Circle Internet, issuer of the USDC stablecoin, has launched its initial public offering (IPO) on the New York Stock Exchange, targeting a valuation of up to $6.71bn.
Announced on May 27, the IPO includes 24 million shares of Class A common stock, with Circle offering 9.6 million shares and selling stockholders providing 14.4 million shares. The company and its investors aim to raise up to $624m, with shares priced between $24 and $26.
Leading the offering are JP Morgan, Citigroup and Goldman Sachs, while Barclays, Deutsche Bank Securities and Société Générale serve as bookrunners.
Founded in 2018, Circle is best known as the issuer of USDC, the second-largest stablecoin behind Tether (USDT). As stablecoins become increasingly integrated into mainstream payments, Circle is well-positioned to benefit from this growth.
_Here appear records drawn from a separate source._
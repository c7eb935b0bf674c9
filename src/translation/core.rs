/*!
 * Core translation service implementation.
 *
 * This module contains the TranslationService, which resolves the source
 * language for a document and translates its text chunk by chunk through a
 * TranslationBackend.
 */

use std::sync::Arc;

use log::{debug, info};

use crate::errors::TranslationError;
use crate::providers::{TranslationBackend, AUTO_LANGUAGE, UNDETERMINED_LANGUAGE};
use crate::translation::chunk::chunk_text;

/// Default number of characters fed to the language-detection call
pub const DEFAULT_DETECTION_PREFIX_CHARS: usize = 5000;

/// Translated text plus the source language that was applied to it
#[derive(Debug, Clone)]
pub struct TranslationOutcome {
    /// Concatenated translated text, in original chunk order
    pub text: String,
    /// Resolved source language: the caller's, or the detected one
    pub source_language: String,
}

/// Orchestrates chunked translation of one document's text
///
/// Stateless across documents. Detection happens at most once per document;
/// chunks are translated sequentially and in order, and any single chunk
/// failure fails the whole document. No retry happens here — that policy
/// belongs to the backend client.
pub struct TranslationService {
    /// Backend used for detection and translation
    backend: Arc<dyn TranslationBackend>,
    /// Character budget for the detection sample
    detection_prefix_chars: usize,
}

impl TranslationService {
    /// Create a new translation service over a backend
    pub fn new(backend: Arc<dyn TranslationBackend>) -> Self {
        Self {
            backend,
            detection_prefix_chars: DEFAULT_DETECTION_PREFIX_CHARS,
        }
    }

    /// Override the detection sample size
    pub fn with_detection_prefix_chars(mut self, chars: usize) -> Self {
        self.detection_prefix_chars = chars;
        self
    }

    /// The backend this service translates through
    pub fn backend(&self) -> &Arc<dyn TranslationBackend> {
        &self.backend
    }

    /// Translate a document's extracted text to the target language
    ///
    /// When `source` is absent or blank, one detection call is issued
    /// against a bounded prefix of the text and its result applies to every
    /// chunk. An undetermined result is passed to the backend as "auto".
    pub async fn translate_text(
        &self,
        text: &str,
        source: Option<&str>,
        target: &str,
    ) -> Result<TranslationOutcome, TranslationError> {
        let source_language = match source.map(str::trim) {
            Some(lang) if !lang.is_empty() && lang != AUTO_LANGUAGE => lang.to_string(),
            _ => {
                let sample = char_prefix(text, self.detection_prefix_chars);
                self.backend.detect_language(sample).await?
            }
        };

        // the backend refuses "und" as a source; ask it to guess instead
        let effective_source = if source_language == UNDETERMINED_LANGUAGE {
            AUTO_LANGUAGE
        } else {
            source_language.as_str()
        };

        if text.is_empty() {
            return Ok(TranslationOutcome {
                text: String::new(),
                source_language,
            });
        }

        let chunks = chunk_text(text, self.backend.max_chunk_chars());
        info!(
            "Translating {} chunk(s) from '{}' to '{}'",
            chunks.len(),
            effective_source,
            target
        );

        let mut translated = String::with_capacity(text.len());
        for (index, chunk) in chunks.iter().enumerate() {
            debug!(
                "Translating chunk {}/{} ({} chars)",
                index + 1,
                chunks.len(),
                chunk.chars().count()
            );
            let piece = self
                .backend
                .translate(chunk, effective_source, target)
                .await?;
            translated.push_str(&piece);
        }

        Ok(TranslationOutcome {
            text: translated,
            source_language,
        })
    }
}

/// First `count` characters of a text, on a valid char boundary
fn char_prefix(text: &str, count: usize) -> &str {
    match text.char_indices().nth(count) {
        Some((idx, _)) => &text[..idx],
        None => text,
    }
}
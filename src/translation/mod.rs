/*!
 * Translation orchestration for extracted document text.
 *
 * - `chunk`: splits extracted text into backend-sized pieces without
 *   breaking mid-line
 * - `core`: the `TranslationService`, which resolves the source language
 *   (one detection call when none is given) and translates every chunk in
 *   order through a `TranslationBackend`
 */

pub use self::chunk::chunk_text;
pub use self::core::{TranslationOutcome, TranslationService};

pub mod chunk;
pub mod core;
/*!
 * Tests for document format detection
 */

use doctran::document::{DocumentFormat, SourceDocument};

use crate::common;

/// Test that the filename extension is the first detection source
#[test]
fn test_detect_withExtension_shouldUseExtension() {
    assert_eq!(
        DocumentFormat::detect(Some("report.docx"), None, b""),
        DocumentFormat::Docx
    );
    assert_eq!(
        DocumentFormat::detect(Some("slides.PPTX"), None, b""),
        DocumentFormat::Pptx
    );
    assert_eq!(
        DocumentFormat::detect(Some("notes.txt"), None, b""),
        DocumentFormat::PlainText
    );
}

/// Test that the extension wins even over a contradicting content type
#[test]
fn test_detect_withExtensionAndContentType_shouldPreferExtension() {
    assert_eq!(
        DocumentFormat::detect(Some("report.pdf"), Some("text/plain"), b""),
        DocumentFormat::Pdf
    );
}

/// Test that the declared content type is used when the name has no
/// recognized extension
#[test]
fn test_detect_withContentTypeOnly_shouldUseContentType() {
    assert_eq!(
        DocumentFormat::detect(Some("upload"), Some("application/pdf"), b""),
        DocumentFormat::Pdf
    );
    assert_eq!(
        DocumentFormat::detect(
            None,
            Some("application/vnd.openxmlformats-officedocument.wordprocessingml.document"),
            b""
        ),
        DocumentFormat::Docx
    );
    assert_eq!(
        DocumentFormat::detect(None, Some("text/markdown"), b""),
        DocumentFormat::PlainText
    );
}

/// Test that raw bytes are sniffed when name and content type say nothing
#[test]
fn test_detect_withBytesOnly_shouldSniff() {
    assert_eq!(
        DocumentFormat::detect(None, None, b"%PDF-1.7 rest"),
        DocumentFormat::Pdf
    );

    let docx = common::sample_docx();
    assert_eq!(DocumentFormat::detect(None, None, &docx), DocumentFormat::Docx);

    let pptx = common::build_pptx(&[(1, "<a:p><a:r><a:t>x</a:t></a:r></a:p>")]);
    assert_eq!(DocumentFormat::detect(None, None, &pptx), DocumentFormat::Pptx);
}

/// Test that detection never fails and falls back to plain text
#[test]
fn test_detect_withUnknownInput_shouldFallBackToPlainText() {
    assert_eq!(
        DocumentFormat::detect(Some("data.bin"), Some("application/octet-stream"), b"\x00\x01"),
        DocumentFormat::PlainText
    );
    assert_eq!(DocumentFormat::detect(None, None, b""), DocumentFormat::PlainText);
}

/// Test the extension round trip on the format enum
#[test]
fn test_extension_roundTrip_shouldMatch() {
    for format in [
        DocumentFormat::PlainText,
        DocumentFormat::Pdf,
        DocumentFormat::Docx,
        DocumentFormat::Pptx,
    ] {
        assert_eq!(DocumentFormat::from_extension(format.extension()), Some(format));
    }
    assert_eq!(DocumentFormat::from_extension("srt"), None);
}

/// Test that SourceDocument::format uses all three detection inputs
#[test]
fn test_source_document_format_withSniffedBytes_shouldDetect() {
    let document = SourceDocument::new(None, None, common::sample_docx());
    assert_eq!(document.format(), DocumentFormat::Docx);
}
// @module: Line-boundary-aware text chunking

/// Split text into chunks of at most `max_chars` characters each
///
/// Walks the text in `max_chars`-character windows and cuts at the last
/// newline inside the window so chunks end on line boundaries; when the
/// window holds no usable newline (a single line longer than the budget)
/// the cut falls exactly on the window edge. The cut point strictly
/// advances and concatenating the chunks reproduces the input exactly —
/// the newline at a cut stays at the head of the following chunk.
pub fn chunk_text(text: &str, max_chars: usize) -> Vec<String> {
    assert!(max_chars > 0, "chunk budget must be positive");

    let mut chunks = Vec::new();
    let mut start = 0;

    while start < text.len() {
        let window_end = advance_chars(text, start, max_chars);
        if window_end == text.len() {
            chunks.push(text[start..].to_string());
            break;
        }

        let cut = match text[start..window_end].rfind('\n') {
            // a newline at the window start is the one carried over from
            // the previous cut; cutting there would make no progress
            Some(rel) if rel > 0 => start + rel,
            _ => window_end,
        };

        chunks.push(text[start..cut].to_string());
        start = cut;
    }

    chunks
}

/// Byte index after advancing `count` characters from `start`
fn advance_chars(text: &str, start: usize, count: usize) -> usize {
    text[start..]
        .char_indices()
        .nth(count)
        .map(|(i, _)| start + i)
        .unwrap_or(text.len())
}
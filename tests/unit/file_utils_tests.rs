/*!
 * Tests for file utility functions
 */

use anyhow::Result;
use doctran::file_utils::FileManager;
use std::fs;

use crate::common;

/// Test that file_exists returns true for existing files
#[test]
fn test_file_exists_withExistingFile_shouldReturnTrue() -> Result<()> {
    let temp_dir = common::create_temp_dir()?;
    let test_file = common::create_test_file(
        &temp_dir.path().to_path_buf(),
        "test_file_exists.tmp",
        "test content",
    )?;

    assert!(FileManager::file_exists(&test_file));

    Ok(())
}

/// Test that file_exists returns false for non-existent files
#[test]
fn test_file_exists_withNonExistentFile_shouldReturnFalse() {
    assert!(!FileManager::file_exists("non_existent_file.tmp"));
}

/// Test that dir_exists returns false for non-existent directories
#[test]
fn test_dir_exists_withNonExistentDir_shouldReturnFalse() {
    assert!(!FileManager::dir_exists("./non_existent_directory_12345"));
}

/// Test that output_file_name inserts the target language before the
/// extension
#[test]
fn test_output_file_name_withValidInputs_shouldCreateCorrectName() {
    assert_eq!(
        FileManager::output_file_name(Some("report.docx"), "pt", "docx"),
        "report.pt.docx"
    );
    assert_eq!(
        FileManager::output_file_name(Some("a.b.pdf"), "fr", "pdf"),
        "a.b.fr.pdf"
    );
}

/// Test that a missing or empty original name falls back to "file"
#[test]
fn test_output_file_name_withMissingOriginal_shouldFallBack() {
    assert_eq!(FileManager::output_file_name(None, "es", "txt"), "file.es.txt");
    assert_eq!(
        FileManager::output_file_name(Some(""), "es", "txt"),
        "file.es.txt"
    );
}

/// Test that ensure_dir creates nested directories
#[test]
fn test_ensure_dir_withNestedPath_shouldCreate() -> Result<()> {
    let temp_dir = common::create_temp_dir()?;
    let nested = temp_dir.path().join("a/b/c");

    FileManager::ensure_dir(&nested)?;
    assert!(FileManager::dir_exists(&nested));

    // calling again on an existing directory is fine
    FileManager::ensure_dir(&nested)?;

    Ok(())
}

/// Test that find_documents returns only supported formats, recursively
/// and in sorted order
#[test]
fn test_find_documents_withMixedTree_shouldFilterAndSort() -> Result<()> {
    let temp_dir = common::create_temp_dir()?;
    fs::write(temp_dir.path().join("b.docx"), b"x")?;
    fs::write(temp_dir.path().join("a.srt"), b"x")?;
    fs::write(temp_dir.path().join("c.pdf"), b"x")?;
    fs::create_dir(temp_dir.path().join("nested"))?;
    fs::write(temp_dir.path().join("nested/d.txt"), b"x")?;

    let found = FileManager::find_documents(temp_dir.path())?;
    let names: Vec<String> = found
        .iter()
        .map(|p| p.file_name().unwrap().to_string_lossy().to_string())
        .collect();
    assert_eq!(names, vec!["b.docx", "c.pdf", "d.txt"]);

    Ok(())
}

/// Test that save_upload prefixes a timestamp to avoid collisions
#[test]
fn test_save_upload_withSameName_shouldNotOverwrite() -> Result<()> {
    let temp_dir = common::create_temp_dir()?;
    let path = FileManager::save_upload(temp_dir.path(), "doc.pdf", b"data")?;

    assert!(FileManager::file_exists(&path));
    let name = path.file_name().unwrap().to_string_lossy().to_string();
    assert!(name.ends_with("_doc.pdf"));
    assert_ne!(name, "doc.pdf");

    Ok(())
}

/// Test that save_output writes the bytes under the requested name
#[test]
fn test_save_output_withBytes_shouldWriteFile() -> Result<()> {
    let temp_dir = common::create_temp_dir()?;
    let path = FileManager::save_output(temp_dir.path(), "out.pt.txt", b"translated")?;

    assert_eq!(fs::read(&path)?, b"translated");

    Ok(())
}
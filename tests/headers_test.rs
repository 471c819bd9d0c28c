//! Tests for upload header derivation

use std::path::Path;

use s3_deploy::cache_control::{CacheControlDirective, CacheDirectives, DurationValue};
use s3_deploy::config::{MimeSettingsTable, MimeTypeSettings};
use s3_deploy::headers::{derive_headers, UPLOAD_ACL};
use s3_deploy::mime::MimeRegistry;

fn empty_table() -> MimeSettingsTable {
    MimeSettingsTable::new()
}

#[test]
fn test_text_types_get_utf8_charset() {
    let registry = MimeRegistry::new();
    let headers = derive_headers(Path::new("index.html"), &registry, &empty_table());
    assert_eq!(
        headers.content_type.as_deref(),
        Some("text/html; charset=UTF-8")
    );
}

#[test]
fn test_non_text_types_pass_through() {
    let registry = MimeRegistry::new();
    let headers = derive_headers(Path::new("logo.png"), &registry, &empty_table());
    assert_eq!(headers.content_type.as_deref(), Some("image/png"));
}

#[test]
fn test_unknown_type_omits_content_type() {
    let registry = MimeRegistry::new();
    let headers = derive_headers(Path::new("blob.xyz"), &registry, &empty_table());
    assert_eq!(headers.content_type, None);
    assert_eq!(headers.content_encoding, None);
    assert_eq!(headers.cache_control, None);
}

#[test]
fn test_acl_is_always_public_read() {
    let registry = MimeRegistry::new();
    let table = empty_table();

    let known = derive_headers(Path::new("index.html"), &registry, &table);
    let unknown = derive_headers(Path::new("blob.xyz"), &registry, &table);

    assert_eq!(known.acl, UPLOAD_ACL);
    assert_eq!(unknown.acl, "public-read");
}

#[test]
fn test_gzipped_text_gets_charset_and_encoding() {
    let registry = MimeRegistry::new();
    let headers = derive_headers(Path::new("page.html.gz"), &registry, &empty_table());
    assert_eq!(
        headers.content_type.as_deref(),
        Some("text/html; charset=UTF-8")
    );
    assert_eq!(headers.content_encoding.as_deref(), Some("gzip"));
}

#[test]
fn test_gzip_suffix_sets_encoding() {
    let registry = MimeRegistry::new();
    let headers = derive_headers(Path::new("bundle.js.gzip"), &registry, &empty_table());
    assert_eq!(
        headers.content_type.as_deref(),
        Some("application/javascript")
    );
    assert_eq!(headers.content_encoding.as_deref(), Some("gzip"));
}

#[test]
fn test_cache_control_from_settings_table() {
    let registry = MimeRegistry::new();
    let mut table = empty_table();
    table.insert(
        "text/html".to_string(),
        MimeTypeSettings {
            cache_control: Some(CacheControlDirective::Raw("max-age=300".to_string())),
        },
    );

    let headers = derive_headers(Path::new("index.html"), &registry, &table);
    assert_eq!(headers.cache_control.as_deref(), Some("max-age=300"));

    // Types without an entry carry no cache-control header
    let other = derive_headers(Path::new("logo.png"), &registry, &table);
    assert_eq!(other.cache_control, None);
}

#[test]
fn test_structured_cache_control_is_rendered() {
    let registry = MimeRegistry::new();
    let mut table = empty_table();
    table.insert(
        "image/png".to_string(),
        MimeTypeSettings {
            cache_control: Some(CacheControlDirective::Directives(CacheDirectives {
                public: Some(true),
                max_age: Some(DurationValue::Text("PT1H".to_string())),
                ..Default::default()
            })),
        },
    );

    let headers = derive_headers(Path::new("logo.png"), &registry, &table);
    assert_eq!(
        headers.cache_control.as_deref(),
        Some("public, max-age=\"3600\"")
    );
}

#[test]
fn test_settings_lookup_uses_bare_mime_type() {
    // The table is keyed by the guessed MIME type, not the final
    // charset-qualified header value.
    let registry = MimeRegistry::new();
    let mut table = empty_table();
    table.insert(
        "text/css".to_string(),
        MimeTypeSettings {
            cache_control: Some(CacheControlDirective::Raw("no-store".to_string())),
        },
    );

    let headers = derive_headers(Path::new("site.css"), &registry, &table);
    assert_eq!(
        headers.content_type.as_deref(),
        Some("text/css; charset=UTF-8")
    );
    assert_eq!(headers.cache_control.as_deref(), Some("no-store"));
}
Stablecoins offer a fast and secure method for cross-border transactions, maintaining value by being pegged to fiat currencies. Their role in payments continues to expand as adoption rises and traditional financial institutions express interest.
Favourable regulatory environment
President Donald Trump’s administration has created a regulatory landscape which favours digital currencies. In April, the US Securities and Exchange Commission (SEC) clarified it does not classify covered stablecoins as securities.
This exemption means issuers and financial institutions are not required to register these transactions under the Securities Act, reducing regulatory barriers for usage and further boosting stablecoin adoption.
Additionally, Trump has looked to accelerate the Genius Act through the nation’s legislative process. The bill sets out clear guidelines for stablecoin issuers, including a requirement that only state-regulated entities can issue stablecoins. It also includes rules covering anti-money laundering and other consumer protection measures.
The Genius Act will be crucial for financial institutions, which have declared interest in using stablecoins to go ahead with plans. Bank of America has been one of the earliest proponents.
Previous attempts to go public
Circle’s IPO comes after a failed attempt to go public in 2022 via a merger with a special-purpose acquisition company (SPAC). The company also reportedly held talks regarding a $5bn acquisition by Coinbase Global and Ripple Labs.
In April, Circle submitted an SEC S-1 registration intending to go public, but shortly after, the Wall Street Journal reported potential delays due to tariffs and economic uncertainty. Other fintech firms, including BNPL provider Klarna, have also postponed IPOs due to market volatility.
However, with markets slowly returning to more stable conditions, now looks like the ideal time for Circle to launch its IPO.